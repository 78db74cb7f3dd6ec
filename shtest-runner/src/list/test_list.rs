// Copyright (c) The shtest Contributors
// SPDX-License-Identifier: MIT OR Apache-2.0

use crate::{
    config::RunnerOptions,
    errors::{DiscoverError, OptionsError},
    test_filter::TestFilter,
};
use camino::{Utf8Path, Utf8PathBuf};
use regex::Regex;
use std::fmt;
use tracing::debug;
use walkdir::WalkDir;

/// Subtrees of the test directory that hold support material, not tests.
const EXCLUDED_COMPONENTS: &[&str] = &["lib", "data"];

/// Identifies one test invocation: a flavour tag plus the script's path
/// relative to the test directory.
#[derive(Clone, Debug, Eq, Hash, PartialEq)]
pub struct TestId {
    /// The flavour tag, injected into the child's environment.
    pub flavour: String,
    /// The script path relative to the test directory.
    pub path: Utf8PathBuf,
}

impl TestId {
    /// The name of the per-test log file: the display id with `/` mapped
    /// to `_`, plus `.txt`.
    pub fn log_file_name(&self) -> String {
        format!("{}:{}.txt", self.flavour, self.path.as_str().replace('/', "_"))
    }
}

impl fmt::Display for TestId {
    fn fmt(&self, f: &mut fmt::Formatter<'_>) -> fmt::Result {
        write!(f, "{}:{}", self.flavour, self.path)
    }
}

/// One runnable test: its id plus everything needed to spawn it.
#[derive(Clone, Debug)]
pub struct TestCase {
    /// The test's identifier.
    pub id: TestId,
    /// Absolute path of the script.
    pub abs_path: Utf8PathBuf,
    /// Absolute path of the interpreter script, for tests matched by an
    /// `--interpreter` mapping. `None` means the test runs under the
    /// shell directly.
    pub interpreter: Option<Utf8PathBuf>,
}

/// The filtered, ordered queue of tests for one run.
#[derive(Debug)]
pub struct TestList {
    cases: Vec<TestCase>,
}

impl TestList {
    /// Walks the test directory and builds the ordered case queue.
    ///
    /// A file is runnable iff its extension is `.sh` or matches one of the
    /// `--interpreter ext:script` mappings; files under `lib/` or `data/`
    /// are excluded; the include/exclude regex filters decide the rest.
    /// One case is built per enabled flavour per runnable file.
    pub fn discover(options: &RunnerOptions, filter: &TestFilter) -> Result<Self, DiscoverError> {
        let sort_hints = compile_hints(&options.sort_hints)?;

        let mut files = Vec::new();
        for entry in WalkDir::new(&options.testdir).sort_by_file_name() {
            let entry = entry.map_err(|error| DiscoverError::DirRead {
                testdir: options.testdir.clone(),
                error,
            })?;
            if !entry.file_type().is_file() {
                continue;
            }
            let path = Utf8Path::from_path(entry.path()).ok_or_else(|| {
                DiscoverError::NonUtf8Path {
                    path: entry.path().to_owned(),
                }
            })?;
            let rel = path
                .strip_prefix(&options.testdir)
                .unwrap_or(path)
                .to_owned();
            if rel
                .components()
                .any(|c| EXCLUDED_COMPONENTS.contains(&c.as_str()))
            {
                continue;
            }
            let Some(interpreter) = runnable(&rel, options) else {
                continue;
            };
            files.push((rel, interpreter));
        }

        let flavours: Vec<&String> = options
            .flavours
            .iter()
            .filter(|flavour| filter.flavour_enabled(flavour))
            .collect();

        let mut keyed = Vec::new();
        for flavour in &flavours {
            for (rel, interpreter) in &files {
                let id = TestId {
                    flavour: (*flavour).clone(),
                    path: rel.clone(),
                };
                if !filter.matches_id(&id.to_string()) {
                    continue;
                }
                keyed.push((
                    sort_key(rel, &sort_hints),
                    TestCase {
                        abs_path: options.testdir.join(rel),
                        interpreter: interpreter
                            .as_ref()
                            .map(|script| options.testdir.join(script)),
                        id,
                    },
                ));
            }
        }

        // Stable, so flavours stay in their configured order for files
        // with equal keys.
        keyed.sort_by(|a, b| a.0.cmp(&b.0));
        let cases: Vec<TestCase> = keyed.into_iter().map(|(_, case)| case).collect();
        debug!(count = cases.len(), "discovered tests");

        Ok(Self { cases })
    }

    /// The ordered cases.
    pub fn cases(&self) -> &[TestCase] {
        &self.cases
    }

    /// The number of cases.
    pub fn len(&self) -> usize {
        self.cases.len()
    }

    /// True if nothing survived discovery and filtering.
    pub fn is_empty(&self) -> bool {
        self.cases.is_empty()
    }
}

/// Decides whether a file is runnable, and through what. `Some(None)` is a
/// plain shell test; `Some(Some(script))` runs via an interpreter.
fn runnable(rel: &Utf8Path, options: &RunnerOptions) -> Option<Option<Utf8PathBuf>> {
    let ext = rel.extension()?;
    if ext == "sh" {
        return Some(None);
    }
    options
        .interpreters
        .iter()
        .find(|spec| spec.ext == ext)
        .map(|spec| Some(spec.script.clone()))
}

fn compile_hints(patterns: &[String]) -> Result<Vec<Regex>, OptionsError> {
    patterns
        .iter()
        .map(|pattern| {
            Regex::new(pattern).map_err(|error| OptionsError::InvalidRegex {
                pattern: pattern.clone(),
                error,
            })
        })
        .collect()
}

/// Assembles the ordering key for one file: per sort-hint regex the first
/// capture group (else the whole match, else empty), then the component
/// parts of the filename stem split on `[-_ .]`, then the filename itself.
/// Lexicographic comparison of this vector places `test.sh` before
/// `test-special.sh`.
fn sort_key(rel: &Utf8Path, hints: &[Regex]) -> Vec<String> {
    let mut key = Vec::with_capacity(hints.len() + 4);
    let path_str = rel.as_str();
    for hint in hints {
        let part = match hint.captures(path_str) {
            Some(captures) => captures
                .get(1)
                .or_else(|| captures.get(0))
                .map(|m| m.as_str().to_owned())
                .unwrap_or_default(),
            None => String::new(),
        };
        key.push(part);
    }

    let file_name = rel.file_name().unwrap_or(path_str);
    let stem = file_name.rsplit_once('.').map_or(file_name, |(stem, _)| stem);
    for part in stem.split(['-', '_', ' ', '.']) {
        key.push(part.to_owned());
    }
    key.push(file_name.to_owned());
    key
}
// Copyright (c) The shtest Contributors
// SPDX-License-Identifier: MIT OR Apache-2.0

use crate::output::{Formatter, TimedBuffer};
use camino::Utf8PathBuf;
use std::{
    fs::{File, OpenOptions},
    io::{self, Write},
    os::unix::fs::OpenOptionsExt,
    time::Instant,
};
use tracing::warn;

/// An output consumer attached to a test's IO hub.
///
/// Tagged variants rather than trait objects; the hub fans every source
/// into every sink.
#[derive(Debug)]
pub enum Sink {
    /// No-op consumer, installed by the hub as a default so that it always
    /// has at least one.
    Observer,
    /// Streams formatted lines to stdout (verbose and interactive modes).
    Fd(FdSink),
    /// Holds formatted output in memory for replay on failure.
    Buf(BufSink),
    /// The per-test log file.
    File(FileSink),
}

impl Sink {
    /// Appends raw bytes to the sink's line buffer.
    pub fn push(&mut self, bytes: &[u8]) {
        match self {
            Sink::Observer => {}
            Sink::Fd(sink) => sink.lines.buffer.push(bytes),
            Sink::Buf(sink) => sink.lines.buffer.push(bytes),
            Sink::File(sink) => sink.push(bytes),
        }
    }

    /// Flushes complete lines out of the sink.
    pub fn sync(&mut self) {
        match self {
            Sink::Observer | Sink::Buf(_) => {}
            Sink::Fd(sink) => sink.sync(),
            Sink::File(sink) => sink.sync(),
        }
    }

    /// Force-flushes any partial tail and releases file resources.
    pub fn finish(&mut self) {
        match self {
            Sink::Observer | Sink::Buf(_) => {}
            Sink::Fd(sink) => sink.outline_all(true),
            Sink::File(sink) => sink.finish(),
        }
    }
}

/// A timed line buffer plus the formatter and partial-line state shared by
/// the writing sinks.
#[derive(Debug)]
pub(crate) struct LineBuffer {
    pub(crate) buffer: TimedBuffer,
    formatter: Formatter,
    ended_newline: bool,
}

impl LineBuffer {
    pub(crate) fn new(start: Instant) -> Self {
        Self {
            buffer: TimedBuffer::new(),
            formatter: Formatter::new(start),
            ended_newline: true,
        }
    }

    /// Pops and formats the next line. The timestamp prefix is suppressed
    /// when the previously written line did not end in a newline, so that a
    /// continued partial line is not broken up.
    pub(crate) fn next_line(&mut self, force: bool) -> Option<String> {
        let line = self.buffer.shift(force)?;
        let suppress = !self.ended_newline;
        let formatted = self.formatter.format(&line, suppress);
        self.ended_newline = formatted.ends_with('\n');
        Some(formatted)
    }
}

/// Sink that streams formatted lines to stdout as they complete.
#[derive(Debug)]
pub struct FdSink {
    lines: LineBuffer,
}

impl FdSink {
    /// Creates a stdout sink; timestamps are relative to `start`.
    pub fn new(start: Instant) -> Self {
        Self {
            lines: LineBuffer::new(start),
        }
    }

    fn sync(&mut self) {
        self.outline_all(false);
    }

    fn outline_all(&mut self, force: bool) {
        let mut out = io::stdout().lock();
        while let Some(line) = self.lines.next_line(force) {
            if out.write_all(line.as_bytes()).is_err() {
                break;
            }
        }
        let _ = out.flush();
    }
}

/// Sink that holds the run's formatted output in memory so it can be
/// replayed when a test fails.
#[derive(Debug)]
pub struct BufSink {
    lines: LineBuffer,
}

impl BufSink {
    /// Creates an in-memory sink; timestamps are relative to `start`.
    pub fn new(start: Instant) -> Self {
        Self {
            lines: LineBuffer::new(start),
        }
    }

    /// Drains the held output, each line prefixed with `"| "`.
    pub fn dump(&mut self) -> Vec<u8> {
        let mut out = Vec::new();
        while let Some(line) = self.lines.next_line(true) {
            out.extend_from_slice(b"| ");
            out.extend_from_slice(line.as_bytes());
        }
        if !out.ends_with(b"\n") && !out.is_empty() {
            out.push(b'\n');
        }
        out
    }
}

#[derive(Debug)]
enum FileState {
    /// Not opened yet; the file is created lazily on first sync.
    Pending,
    Open(File),
    /// The open failed or the sink was finished; pushes are dropped.
    Killed,
}

/// The per-test log file sink.
///
/// The file is opened (created and truncated, mode 0644) on the first
/// `sync`, which means a retried test overwrites the previous attempt's
/// log. A failed open kills the sink: further pushes are dropped and the
/// test is unaffected.
#[derive(Debug)]
pub struct FileSink {
    path: Utf8PathBuf,
    state: FileState,
    lines: LineBuffer,
}

impl FileSink {
    /// Creates a log-file sink for `path`; timestamps are relative to
    /// `start`.
    pub fn new(path: Utf8PathBuf, start: Instant) -> Self {
        Self {
            path,
            state: FileState::Pending,
            lines: LineBuffer::new(start),
        }
    }

    fn push(&mut self, bytes: &[u8]) {
        if matches!(self.state, FileState::Killed) {
            return;
        }
        self.lines.buffer.push(bytes);
    }

    fn open_if_pending(&mut self) {
        if !matches!(self.state, FileState::Pending) {
            return;
        }
        let opened = OpenOptions::new()
            .write(true)
            .create(true)
            .truncate(true)
            .mode(0o644)
            .custom_flags(libc::O_CLOEXEC)
            .open(&self.path);
        match opened {
            Ok(file) => self.state = FileState::Open(file),
            Err(error) => {
                warn!(path = %self.path, %error, "failed to create test log, dropping output");
                self.state = FileState::Killed;
                self.lines.buffer = TimedBuffer::new();
            }
        }
    }

    fn write_out(&mut self, force: bool) {
        let FileState::Open(file) = &mut self.state else {
            return;
        };
        while let Some(line) = self.lines.next_line(force) {
            if let Err(error) = file.write_all(line.as_bytes()) {
                warn!(path = %self.path, %error, "failed to write test log");
                self.state = FileState::Killed;
                return;
            }
        }
    }

    fn sync(&mut self) {
        self.open_if_pending();
        self.write_out(false);
    }

    /// Force-flushes the tail, fsyncs and closes the file.
    pub fn finish(&mut self) {
        self.open_if_pending();
        self.write_out(true);
        if let FileState::Open(file) = &self.state {
            let _ = file.sync_all();
        }
        self.state = FileState::Killed;
    }
}

impl Drop for FileSink {
    fn drop(&mut self) {
        if !matches!(self.state, FileState::Killed) {
            self.finish();
        }
    }
}

#[cfg(test)]
mod tests {
    use super::*;
    use camino_tempfile::Utf8TempDir;
    use pretty_assertions::assert_eq;

    #[test]
    fn file_sink_writes_formatted_lines() {
        let dir = Utf8TempDir::new().unwrap();
        let path = dir.path().join("case.txt");
        let mut sink = FileSink::new(path.clone(), Instant::now());

        sink.push(b"hello\npartial");
        sink.sync();
        sink.finish();

        let contents = std::fs::read_to_string(&path).unwrap();
        assert_eq!(contents, "[ 0:00] hello\n[ 0:00] partial");
    }

    #[test]
    fn file_sink_truncates_previous_attempt() {
        let dir = Utf8TempDir::new().unwrap();
        let path = dir.path().join("case.txt");
        std::fs::write(&path, "old attempt\n").unwrap();

        let mut sink = FileSink::new(path.clone(), Instant::now());
        sink.push(b"new\n");
        sink.sync();
        sink.finish();

        assert_eq!(std::fs::read_to_string(&path).unwrap(), "[ 0:00] new\n");
    }

    #[test]
    fn killed_file_sink_drops_pushes() {
        let mut sink = FileSink::new("/nonexistent-dir/case.txt".into(), Instant::now());
        sink.push(b"before\n");
        sink.sync();
        sink.push(b"after\n");
        sink.finish();
        assert!(matches!(sink.state, FileState::Killed));
    }

    #[test]
    fn buf_sink_dump_prefixes_lines() {
        let mut sink = BufSink::new(Instant::now());
        sink.lines.buffer.push(b"one\ntwo\ntail");
        let dump = String::from_utf8(sink.dump()).unwrap();
        assert_eq!(dump, "| [ 0:00] one\n| [ 0:00] two\n| [ 0:00] tail\n");
    }

    #[test]
    fn continuation_suppresses_prefix() {
        let mut lines = LineBuffer::new(Instant::now());
        lines.buffer.push(b"head");
        assert_eq!(lines.next_line(true).unwrap(), "[ 0:00] head");
        lines.buffer.push(b" tail\n");
        assert_eq!(lines.next_line(false).unwrap(), " tail\n");
        lines.buffer.push(b"fresh\n");
        assert_eq!(lines.next_line(false).unwrap(), "[ 0:00] fresh\n");
    }
}
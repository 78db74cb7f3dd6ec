// Copyright (c) The shtest Contributors
// SPDX-License-Identifier: MIT OR Apache-2.0

use std::time::Duration;

/// Formats a duration as the `mm:ss` field used by timestamps and rusage
/// summaries: minutes padded to two columns with spaces, seconds with
/// zeros.
pub(crate) fn format_mm_ss(duration: Duration) -> String {
    let secs = duration.as_secs();
    format!("{:2}:{:02}", secs / 60, secs % 60)
}

/// Pads `text` with dots out to `column`, for batch result lines.
pub(crate) fn dot_pad(text: &str, column: usize) -> String {
    let mut out = String::with_capacity(column.max(text.len()) + 1);
    out.push_str(text);
    while out.len() < column {
        out.push('.');
    }
    out
}

#[cfg(test)]
mod tests {
    use super::*;

    #[test]
    fn mm_ss_format() {
        assert_eq!(format_mm_ss(Duration::from_secs(0)), " 0:00");
        assert_eq!(format_mm_ss(Duration::from_secs(59)), " 0:59");
        assert_eq!(format_mm_ss(Duration::from_secs(61)), " 1:01");
        assert_eq!(format_mm_ss(Duration::from_secs(3600)), "60:00");
    }

    #[test]
    fn dot_padding() {
        assert_eq!(dot_pad("abc", 6), "abc...");
        assert_eq!(dot_pad("abcdef", 6), "abcdef");
        assert_eq!(dot_pad("abcdefg", 6), "abcdefg");
    }
}
// Copyright (c) The shtest Contributors
// SPDX-License-Identifier: MIT OR Apache-2.0

use crate::{helpers::format_mm_ss, output::TimedLine};
use std::time::Instant;

/// The in-band substitution directives, one `(line prefix, key)` pair per
/// recognized sentinel.
const DIRECTIVES: &[(&str, &str)] = &[("@TESTDIR=", "@TESTDIR@"), ("@PREFIX=", "@PREFIX@")];

/// Hard cap on expansion rounds, in case a test manages to smuggle a key
/// into an expansion value.
const MAX_EXPANSIONS: usize = 64;

/// Textual substitutions driven by in-band sentinel lines emitted by tests.
///
/// A line beginning `@TESTDIR=` or `@PREFIX=` updates the substitution map
/// for the keys `@TESTDIR@` and `@PREFIX@`; it is passed through verbatim
/// and affects later output only. All other lines have every known key
/// replaced by its current value, leftmost-first, until no key occurs.
#[derive(Debug, Default)]
pub struct Substitutor {
    entries: Vec<(String, String)>,
}

/// What [`Substitutor::feed`] made of a line.
#[derive(Debug, Eq, PartialEq)]
pub enum Fed {
    /// The line was a directive; it updated the map and must be emitted
    /// verbatim.
    Directive,
    /// The line went through key expansion.
    Expanded(String),
}

impl Substitutor {
    /// Creates a substitutor with an empty map.
    pub fn new() -> Self {
        Self::default()
    }

    /// Processes one line: either consumes a directive or expands keys.
    pub fn feed(&mut self, line: &str) -> Fed {
        for (prefix, key) in DIRECTIVES {
            if let Some(value) = line.strip_prefix(prefix) {
                let value = value.trim_end_matches(['\r', '\n']);
                self.set(key, value);
                return Fed::Directive;
            }
        }
        Fed::Expanded(self.expand(line))
    }

    fn set(&mut self, key: &str, value: &str) {
        match self.entries.iter_mut().find(|(k, _)| k == key) {
            Some((_, v)) => *v = value.to_owned(),
            None => self.entries.push((key.to_owned(), value.to_owned())),
        }
    }

    fn expand(&self, line: &str) -> String {
        let mut out = line.to_owned();
        for _ in 0..MAX_EXPANSIONS {
            let mut leftmost: Option<(usize, &str, &str)> = None;
            for (key, value) in &self.entries {
                if let Some(pos) = out.find(key.as_str()) {
                    if leftmost.map_or(true, |(best, _, _)| pos < best) {
                        leftmost = Some((pos, key, value));
                    }
                }
            }
            match leftmost {
                Some((pos, key, value)) => out.replace_range(pos..pos + key.len(), value),
                None => break,
            }
        }
        out
    }
}

/// Formats each captured line for presentation: a `[mm:ss]` prefix relative
/// to test start, plus sentinel-driven substitution.
#[derive(Debug)]
pub struct Formatter {
    start: Instant,
    subst: Substitutor,
}

impl Formatter {
    /// Creates a formatter; timestamps are relative to `start`.
    pub fn new(start: Instant) -> Self {
        Self {
            start,
            subst: Substitutor::new(),
        }
    }

    /// Formats one line. When `suppress` is true (continuation of a
    /// partial line) the leading timestamp prefix is omitted; any `\r`
    /// inside the line is re-stamped with a fresh prefix so that progress
    /// bars redraw correctly under a terminal.
    pub fn format(&mut self, line: &TimedLine, suppress: bool) -> String {
        let elapsed = line.stamp.saturating_duration_since(self.start);
        let prefix = format!("[{}] ", format_mm_ss(elapsed));

        let text = String::from_utf8_lossy(&line.text);
        let body = match self.subst.feed(&text) {
            Fed::Directive => text.into_owned(),
            Fed::Expanded(expanded) => expanded,
        };

        let mut out = String::with_capacity(prefix.len() + body.len());
        if !suppress {
            out.push_str(&prefix);
        }
        if body.contains('\r') {
            out.push_str(&body.replace('\r', &format!("\r{prefix}")));
        } else {
            out.push_str(&body);
        }
        out
    }
}

#[cfg(test)]
mod tests {
    use super::*;
    use bytes::BytesMut;
    use pretty_assertions::assert_eq;
    use std::time::Duration;

    fn line_at(start: Instant, offset: Duration, text: &str) -> TimedLine {
        TimedLine {
            stamp: start + offset,
            text: BytesMut::from(text.as_bytes()),
        }
    }

    #[test]
    fn prefix_is_relative_to_start() {
        let start = Instant::now();
        let mut formatter = Formatter::new(start);

        let line = line_at(start, Duration::from_secs(0), "hi\n");
        assert_eq!(formatter.format(&line, false), "[ 0:00] hi\n");

        let line = line_at(start, Duration::from_secs(61), "later\n");
        assert_eq!(formatter.format(&line, false), "[ 1:01] later\n");
    }

    #[test]
    fn suppress_drops_leading_prefix() {
        let start = Instant::now();
        let mut formatter = Formatter::new(start);
        let line = line_at(start, Duration::from_secs(2), "tail\n");
        assert_eq!(formatter.format(&line, true), "tail\n");
    }

    #[test]
    fn carriage_returns_are_restamped() {
        let start = Instant::now();
        let mut formatter = Formatter::new(start);
        let line = line_at(start, Duration::from_secs(3), "50%\r100%\n");
        assert_eq!(formatter.format(&line, false), "[ 0:03] 50%\r[ 0:03] 100%\n");
    }

    #[test]
    fn directive_updates_later_lines_only() {
        let start = Instant::now();
        let mut formatter = Formatter::new(start);

        let directive = line_at(start, Duration::from_secs(0), "@TESTDIR=/tmp/x\n");
        assert_eq!(formatter.format(&directive, false), "[ 0:00] @TESTDIR=/tmp/x\n");

        let line = line_at(start, Duration::from_secs(1), "hello @TESTDIR@\n");
        assert_eq!(formatter.format(&line, false), "[ 0:01] hello /tmp/x\n");
    }

    #[test]
    fn expansion_is_leftmost_first_and_repeated() {
        let mut subst = Substitutor::new();
        assert_eq!(subst.feed("@PREFIX=/usr\n"), Fed::Directive);
        assert_eq!(subst.feed("@TESTDIR=/t\n"), Fed::Directive);
        assert_eq!(
            subst.feed("@TESTDIR@ and @PREFIX@ and @TESTDIR@"),
            Fed::Expanded("/t and /usr and /t".to_owned())
        );
    }

    #[test]
    fn unset_keys_are_left_alone() {
        let mut subst = Substitutor::new();
        assert_eq!(
            subst.feed("no @TESTDIR@ yet"),
            Fed::Expanded("no @TESTDIR@ yet".to_owned())
        );
    }

    #[test]
    fn directive_value_can_be_replaced() {
        let mut subst = Substitutor::new();
        subst.feed("@PREFIX=/a\n");
        subst.feed("@PREFIX=/b\n");
        assert_eq!(subst.feed("@PREFIX@"), Fed::Expanded("/b".to_owned()));
    }
}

###

## Your goal:
Wherever the word "TestCase" turns up in the records, copy out the line it is on.

## Response to this task:
pub struct TestCase {
    cases: Vec<TestCase>,
                    TestCase {
        let cases: Vec<TestCase> = keyed.into_iter().map(|(_, case)| case).collect();
    pub fn cases(&self) -> &[TestCase] {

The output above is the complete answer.